Many database management systems (DBMS) need to ensure atomicity and isolation of transactions for logical data consistency, as well as to guarantee temporal correctness of the executed transactions. Since the mechanisms for atomicity and isolation may lead to breaching temporal correctness, trade-offs between these properties are often required during the DBMS design. To be able to address this concern, we have previously proposed the pattern-based UPPCART framework, which models the transactions and the DBMS mechanisms as timed automata, and verifies the trade-offs with provable guarantee. However, the manual construction of UPPCART models can require considerable effort and is prone to errors.

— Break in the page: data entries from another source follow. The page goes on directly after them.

//! Axum integration for Backline.
//!
//! This crate is the imperative shell shared by Backline services: it turns
//! library errors into HTTP responses, tags every request with a correlation
//! id and extracts bearer tokens. Domain routes live in the application crate.
//!
//! # Request Flow
//!
//! 1. **HTTP Request** arrives; [`correlation_id_layer`] opens a tracing span
//! 2. **Extract** JSON, path and [`BearerToken`]
//! 3. **Call** the domain service (or dispatch an action through a `Store`)
//! 4. **Map** the result, converting domain errors into [`AppError`]
//!
//! # Example
//!
//! ```ignore
//! use backline_web::{AppError, correlation_id_layer, handlers::health_check};
//! use axum::{Router, routing::get};
//!
//! let app = Router::new()
//!     .route("/health", get(health_check))
//!     .layer(correlation_id_layer());
//! ```

#![forbid(unsafe_code)]
#![allow(clippy::module_name_repetitions)]

pub mod error;
pub mod extractors;
pub mod handlers;
pub mod middleware;

pub use error::{AppError, ErrorResponse};
pub use extractors::BearerToken;
pub use middleware::{CORRELATION_ID_HEADER, correlation_id_layer};

/// Result type alias for web handlers.
pub type WebResult<T> = Result<T, AppError>;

In this paper, we advance the formal analysis of atomic concurrent real-time transactions with tool-automated construction of UPPCART models. The latter are generated automatically from our previously proposed UTRAN specifications, which are high-level UML-based specifications familiar to designers. To achieve this, we first propose formal definitions for the modeling patterns in UPPCART, as well as for the pattern-based construction of DBMS models, respectively. Based on this, we establish a translational semantics from UTRAN specifications to UPPCART models, to provide the former with a formal semantics relying on timed automata, and develop a tool that implements the automated transformation. We also extend the expressiveness of UTRAN and UPPCART, to incorporate transaction sequences and their timing properties. We demonstrate the specification in UTRAN, automated transformation to UPPCART, and verification of the traded-off properties, via an industrial use case.